Hydrothermal synthesis of hydroxyapatite-reduced graphene oxide (1D–2D) hybrids with enhanced selective adsorption properties for methyl orange and hexavalent chromium from aqueous solutions

Abstract

The presence of organic dye molecules and heavy metal ions in water causes ecological and public health problems. Therefore, remediation of water/wastewater contaminated with organic dye molecules and toxic metal ions is of importance.
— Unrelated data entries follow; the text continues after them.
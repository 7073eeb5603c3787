//! Full-frame composition of the base image and all captions.
//!
//! Output is always at the image's natural pixel size; display scaling is a
//! presentation transform and never touches these pixels. There is no
//! incremental drawing: any change re-runs the whole pass.

use ab_glyph::PxScale;
use image::{Rgba, RgbaImage};
use imageproc::drawing::draw_text_mut;

use crate::metrics::MemeFont;
use crate::textbox::TextBox;

/// Outward reach of the text border, the raster equivalent of a 4px stroke
/// centered on the glyph edge.
const STROKE_PX: i32 = 2;

const STROKE_OFFSETS: [(i32, i32); 8] = [
    (-1, -1),
    (0, -1),
    (1, -1),
    (-1, 0),
    (1, 0),
    (-1, 1),
    (0, 1),
    (1, 1),
];

fn opaque(rgb: [u8; 3]) -> Rgba<u8> {
    Rgba([rgb[0], rgb[1], rgb[2], 255])
}

/// Draws the base image, then each non-blank caption in list order: border
/// stroke first, fill on top, centered on the box anchor.
pub fn composite(base: &RgbaImage, boxes: &[TextBox], font: &MemeFont) -> RgbaImage {
    let mut out = base.clone();
    for text_box in boxes {
        if text_box.is_blank() {
            continue;
        }
        let metrics = font.measure(&text_box.text, text_box.font_size);
        let left = (text_box.x - metrics.width / 2.0).round() as i32;
        let top = (text_box.y - metrics.height / 2.0).round() as i32;
        let scale = PxScale::from(text_box.font_size as f32);

        let stroke = opaque(text_box.border_color);
        for (dx, dy) in STROKE_OFFSETS {
            draw_text_mut(
                &mut out,
                stroke,
                left + dx * STROKE_PX,
                top + dy * STROKE_PX,
                scale,
                font.raw(),
                &text_box.text,
            );
        }
        draw_text_mut(
            &mut out,
            opaque(text_box.text_color),
            left,
            top,
            scale,
            font.raw(),
            &text_box.text,
        );
    }
    out
}

#[cfg(test)]
mod tests {
    use super::*;

    fn font() -> MemeFont {
        MemeFont::embedded().unwrap()
    }

    fn gray_base(w: u32, h: u32) -> RgbaImage {
        RgbaImage::from_pixel(w, h, Rgba([120, 120, 120, 255]))
    }

    #[test]
    fn no_visible_boxes_is_identity() {
        let base = gray_base(320, 240);
        let mut blank = TextBox::new(1, 160.0, 120.0);
        blank.text = "   ".to_string();
        let out = composite(&base, &[blank], &font());
        assert_eq!(out.dimensions(), (320, 240));
        assert_eq!(out.as_raw(), base.as_raw());
    }

    #[test]
    fn hello_is_composited_at_natural_resolution() {
        let base = gray_base(800, 600);
        let mut caption = TextBox::new(1, 400.0, 150.0);
        caption.text = "HELLO".to_string();
        caption.font_size = 40;

        let out = composite(&base, &[caption], &font());
        assert_eq!(out.dimensions(), (800, 600));

        // White fill and dark stroke pixels appear near the anchor.
        let mut saw_fill = false;
        let mut saw_stroke = false;
        for y in 100..200u32 {
            for x in 300..500u32 {
                let p = out.get_pixel(x, y).0;
                if p == [255, 255, 255, 255] {
                    saw_fill = true;
                }
                if p[0] < 60 && p[1] < 60 && p[2] < 60 {
                    saw_stroke = true;
                }
            }
        }
        assert!(saw_fill, "no white fill pixels near the anchor");
        assert!(saw_stroke, "no dark stroke pixels near the anchor");

        // Pixels far from the caption are untouched.
        assert_eq!(out.get_pixel(10, 10).0, [120, 120, 120, 255]);
        assert_eq!(out.get_pixel(790, 590).0, [120, 120, 120, 255]);
    }

    #[test]
    fn fill_sits_above_the_stroke() {
        // The fill pass runs after all stroke passes, so glyph cores end up
        // in the fill color at full coverage.
        let base = gray_base(400, 200);
        let mut caption = TextBox::new(1, 200.0, 100.0);
        caption.text = "OK".to_string();
        caption.font_size = 60;
        caption.text_color = [255, 255, 255];
        caption.border_color = [0, 0, 0];

        let out = composite(&base, &[caption], &font());
        let core: Vec<_> = out
            .pixels()
            .filter(|p| p.0 == [255, 255, 255, 255])
            .collect();
        assert!(!core.is_empty(), "fill never reached full coverage");
    }

    #[test]
    fn boxes_render_in_list_order() {
        let base = gray_base(400, 200);
        let mut under = TextBox::new(1, 200.0, 100.0);
        under.text = "####".to_string();
        under.font_size = 60;
        under.text_color = [255, 0, 0];
        under.border_color = [255, 0, 0];
        let mut over = under.clone();
        over.id = 2;
        over.text_color = [0, 0, 255];
        over.border_color = [0, 0, 255];

        let out = composite(&base, &[under.clone(), over], &font());
        // The later box drew last, so its color is present and fully covers
        // the earlier identical glyphs.
        assert!(out.pixels().any(|p| p.0 == [0, 0, 255, 255]));
        assert!(!out.pixels().any(|p| p.0 == [255, 0, 0, 255]));
    }
}
//! Interaction bounds for text boxes, and hit-testing against them.
//!
//! Bounds are image-space rectangles padded by a fixed margin so thin
//! strokes of text stay easy to grab.

use crate::metrics::MemeFont;
use crate::textbox::TextBox;

/// Padding added on every side of the measured text.
pub const HIT_PADDING: f32 = 10.0;

#[derive(Debug, Clone, Copy, PartialEq)]
pub struct Bounds {
    pub left: f32,
    pub top: f32,
    pub right: f32,
    pub bottom: f32,
}

impl Bounds {
    pub fn width(&self) -> f32 {
        self.right - self.left
    }

    pub fn height(&self) -> f32 {
        self.bottom - self.top
    }

    pub fn contains(&self, x: f32, y: f32) -> bool {
        x >= self.left && x <= self.right && y >= self.top && y <= self.bottom
    }
}

/// Bounding rectangle of a text box, centered on its anchor.
///
/// Blank boxes have no bounds: they are invisible to hit-testing. Explicit
/// dimensions from a resize override the measured size (and carry no extra
/// padding); otherwise the rect is `(measured width + 20, font size + 20)`.
pub fn text_bounds(text_box: &TextBox, font: &MemeFont) -> Option<Bounds> {
    if text_box.is_blank() {
        return None;
    }
    let (w, h) = match (text_box.width, text_box.height) {
        (Some(w), Some(h)) => (w, h),
        _ => {
            let m = font.measure(&text_box.text, text_box.font_size);
            (m.width + 2.0 * HIT_PADDING, m.height + 2.0 * HIT_PADDING)
        }
    };
    Some(Bounds {
        left: text_box.x - w / 2.0,
        top: text_box.y - h / 2.0,
        right: text_box.x + w / 2.0,
        bottom: text_box.y + h / 2.0,
    })
}

/// Topmost box under the point: the list renders in order, so the last-added
/// match wins.
pub fn hit_test<'a>(boxes: &'a [TextBox], font: &MemeFont, x: f32, y: f32) -> Option<&'a TextBox> {
    boxes
        .iter()
        .rev()
        .find(|b| text_bounds(b, font).is_some_and(|bounds| bounds.contains(x, y)))
}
Herein, a reduced graphene oxide (RGO)–hydroxyapatite (Hat) (1D–2D) hybrid composite was fabricated through a hydrothermal process and applied for the adsorption of methyl orange (MO) and hexavalent chromium (Cr(VI)) from water. The as-fabricated RGO–Hat hybrids were characterized using FTIR, XRD, HR-TEM, SEM, XPS, EDAX, and TGA-DSC analytical techniques. The influencing parameters of adsorption performance, namely solution pH, contact time, and co-interfering ions, were explored to obtain the maximum adsorption capacity of contaminants from the solid–liquid interface. Batch studies revealed that MO and Cr(VI) adsorption followed the pseudo-second-order kinetic and the Langmuir isotherm models. The adsorption capacity was 49.14 and 45.24 mg g−1 for MO and Cr(VI), respectively. The adsorption of such ions over RGO–Hat hybrids was mainly driven by several uptake mechanisms viz, electrostatic force of attraction, π–π interactions, and hydrogen bonding. Thus, this study demonstrated that the RGO–Hat hybrid is a potential candidate for the treatment of MO and Cr(VI) from water.